At the same time, voter ID policies are far more costly to implement than many assume. A recent Brennan Center report provides a comprehensive analysis of jurisprudence on the subject, finding that in order to survive court challenges, restrictive voter ID policies would need to be accompanied by an expansion of access to official photo ID and massive public education campaigns. Depending on the state and the details of the proposed policy, this could also involve the purchase of new equipment, expansion of the locations and working hours of government ID-issuing offices, and the provision of official government photo ID to voters without charging a fee.
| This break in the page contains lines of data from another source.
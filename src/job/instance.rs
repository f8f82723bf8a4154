//! The instance a template is rendered for, exposed to templates as `spec`.

use serde::{Deserialize, Serialize};
use serde_json::{Value, json};

use crate::constants::instance as defaults;
use crate::core::RenderError;

/// Description of the VM instance being rendered for.
///
/// Every field has a default so tests and the CLI only need to set what a template
/// actually reads.
#[derive(Debug, Clone, PartialEq, Eq, Serialize, Deserialize)]
#[serde(default)]
pub struct InstanceSpec {
    pub name: String,
    pub id: String,
    pub index: u64,
    pub az: String,
    pub address: String,
    pub ip: String,
    pub deployment: String,
    pub bootstrap: bool,
}

impl Default for InstanceSpec {
    fn default() -> Self {
        Self {
            name: defaults::NAME.to_string(),
            id: defaults::ID.to_string(),
            index: 0,
            az: defaults::AZ.to_string(),
            address: defaults::ADDRESS.to_string(),
            ip: defaults::IP.to_string(),
            deployment: defaults::DEPLOYMENT.to_string(),
            bootstrap: true,
        }
    }
}

impl InstanceSpec {
    /// Parse a YAML mapping; missing fields keep their defaults.
    pub fn from_yaml_str(content: &str) -> Result<Self, RenderError> {
        if content.trim().is_empty() {
            return Ok(Self::default());
        }
        serde_yaml::from_str(content).map_err(|e| RenderError::InvalidInstance {
            reason: e.to_string(),
        })
    }

    /// The `spec` object handed to templates, including `job.name`.
    pub fn to_template_value(&self, job_name: &str) -> Value {
        json!({
            "name": self.name,
            "id": self.id,
            "index": self.index,
            "az": self.az,
            "address": self.address,
            "ip": self.ip,
            "deployment": self.deployment,
            "bootstrap": self.bootstrap,
            "job": { "name": job_name },
        })
    }
}
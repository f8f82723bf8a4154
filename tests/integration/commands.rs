//! `render` and `jobs` through the compiled binary.

use release_templates::bpm::BpmConfig;
use release_templates::test_utils::bundled_release_dir;

use crate::common::{BINDING_CACHE_PROPERTIES, CLOUD_CONTROLLER_LINKS, TestWorkspace};

const JOB: &str = "loggr-syslog-binding-cache";

fn release() -> String {
    bundled_release_dir().display().to_string()
}

#[test]
fn test_render_bpm_to_stdout() {
    let ws = TestWorkspace::new().unwrap();
    let props = ws.write("props.yml", BINDING_CACHE_PROPERTIES).unwrap();
    let links = ws.write("links.yml", CLOUD_CONTROLLER_LINKS).unwrap();

    let output = ws
        .run(&[
            "render",
            "--release",
            &release(),
            "--job",
            JOB,
            "--properties",
            props.to_str().unwrap(),
            "--links",
            links.to_str().unwrap(),
        ])
        .unwrap();
    output.assert_success();

    let bpm = BpmConfig::from_yaml(&output.stdout).unwrap();
    assert_eq!(
        bpm.processes[0].env["AGGREGATE_DRAIN_CERTIFICATES"],
        "aggregate_drain_certificates"
    );
    assert_eq!(bpm.processes[0].env["CACHE_PORT"], "8888");
}

#[test]
fn test_render_to_output_file() {
    let ws = TestWorkspace::new().unwrap();
    let props = ws
        .write(
            "props.yml",
            "tls:\n  ca_cert: |\n    -----BEGIN CERTIFICATE-----\n    MIIB\n    -----END CERTIFICATE-----\n",
        )
        .unwrap();
    let links = ws.write("links.yml", CLOUD_CONTROLLER_LINKS).unwrap();
    let out = ws.path().join("ca.crt");

    ws.run(&[
        "render",
        "-r",
        &release(),
        "-j",
        JOB,
        "-t",
        "config/certs/binding_cache_ca.crt",
        "-p",
        props.to_str().unwrap(),
        "-l",
        links.to_str().unwrap(),
        "-o",
        out.to_str().unwrap(),
    ])
    .unwrap()
    .assert_success();

    let written = std::fs::read_to_string(&out).unwrap();
    assert!(written.starts_with("-----BEGIN CERTIFICATE-----\nMIIB\n"));
}

#[test]
fn test_render_missing_link_fails_with_suggestion() {
    let ws = TestWorkspace::new().unwrap();
    let props = ws.write("props.yml", BINDING_CACHE_PROPERTIES).unwrap();

    let output = ws
        .run(&["render", "-r", &release(), "-j", JOB, "-p", props.to_str().unwrap()])
        .unwrap();
    output
        .assert_failure()
        .assert_stderr_contains("Link 'cloud_controller' consumed by job 'loggr-syslog-binding-cache' is not satisfied")
        .assert_stderr_contains("suggestion");
    assert!(output.stdout.is_empty());
}

#[test]
fn test_render_missing_property_fails() {
    let ws = TestWorkspace::new().unwrap();
    let links = ws.write("links.yml", CLOUD_CONTROLLER_LINKS).unwrap();

    ws.run(&["render", "-r", &release(), "-j", JOB, "-l", links.to_str().unwrap()])
        .unwrap()
        .assert_failure()
        .assert_stderr_contains("Can't find property 'api.tls.cn'");
}

#[test]
fn test_render_unknown_template() {
    let ws = TestWorkspace::new().unwrap();

    ws.run(&["render", "-r", &release(), "-j", JOB, "-t", "config/nope.yml"])
        .unwrap()
        .assert_failure()
        .assert_stderr_contains("Template 'config/nope.yml' not found")
        .assert_stderr_contains("config/bpm.yml");
}

#[test]
fn test_render_unknown_job() {
    let ws = TestWorkspace::new().unwrap();

    ws.run(&["render", "-r", &release(), "-j", "nope"])
        .unwrap()
        .assert_failure()
        .assert_stderr_contains("Job 'nope' not found");
}

#[test]
fn test_render_without_release() {
    let ws = TestWorkspace::new().unwrap();

    ws.run(&["render", "-j", JOB])
        .unwrap()
        .assert_failure()
        .assert_stderr_contains("No release directory given");
}

#[test]
fn test_jobs_lists_bundled_job() {
    let ws = TestWorkspace::new().unwrap();

    ws.run(&["jobs", "--release", &release()])
        .unwrap()
        .assert_success()
        .assert_stdout_contains(JOB)
        .assert_stdout_contains("bpm.yml.tera -> config/bpm.yml")
        .assert_stdout_contains("consumes: cloud_controller");
}

#[test]
fn test_jobs_json() {
    let ws = TestWorkspace::new().unwrap();

    let output = ws.run(&["jobs", "--release", &release(), "--format", "json"]).unwrap();
    output.assert_success();

    let jobs: serde_json::Value = serde_json::from_str(&output.stdout).unwrap();
    assert_eq!(jobs[0]["name"], JOB);
    assert_eq!(jobs[0]["templates"].as_array().map(Vec::len), Some(7));
    assert_eq!(jobs[0]["consumes"][0], "cloud_controller");
}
Right-Wing Commentator: Poor People Voting Is ‘Un-American’

Raw Story: Many conservatives appear to think badly of poor people, but Matthew Vadum of the Capital Research Center takes it a step further. According to the title of his latest article for American Thinker, he believes that "registering the poor to vote is un-American."

"Why are left-wing activist groups so keen on registering the poor to vote?" Vadum asks. "Because they know the poor can be counted on to vote themselves more benefits by electing redistributionist politicians. Welfare recipients are particularly open to demagoguery and bribery."

"Registering them to vote is like handing out burglary tools to criminals," he continues. "It is profoundly antisocial and un-American to empower the nonproductive segments of the population to destroy the country-- which is precisely why Barack Obama zealously supports registering welfare recipients to vote. ... Encouraging those who burden society to participate in elections isn't about helping the poor. It's about helping the poor to help themselves to others' money."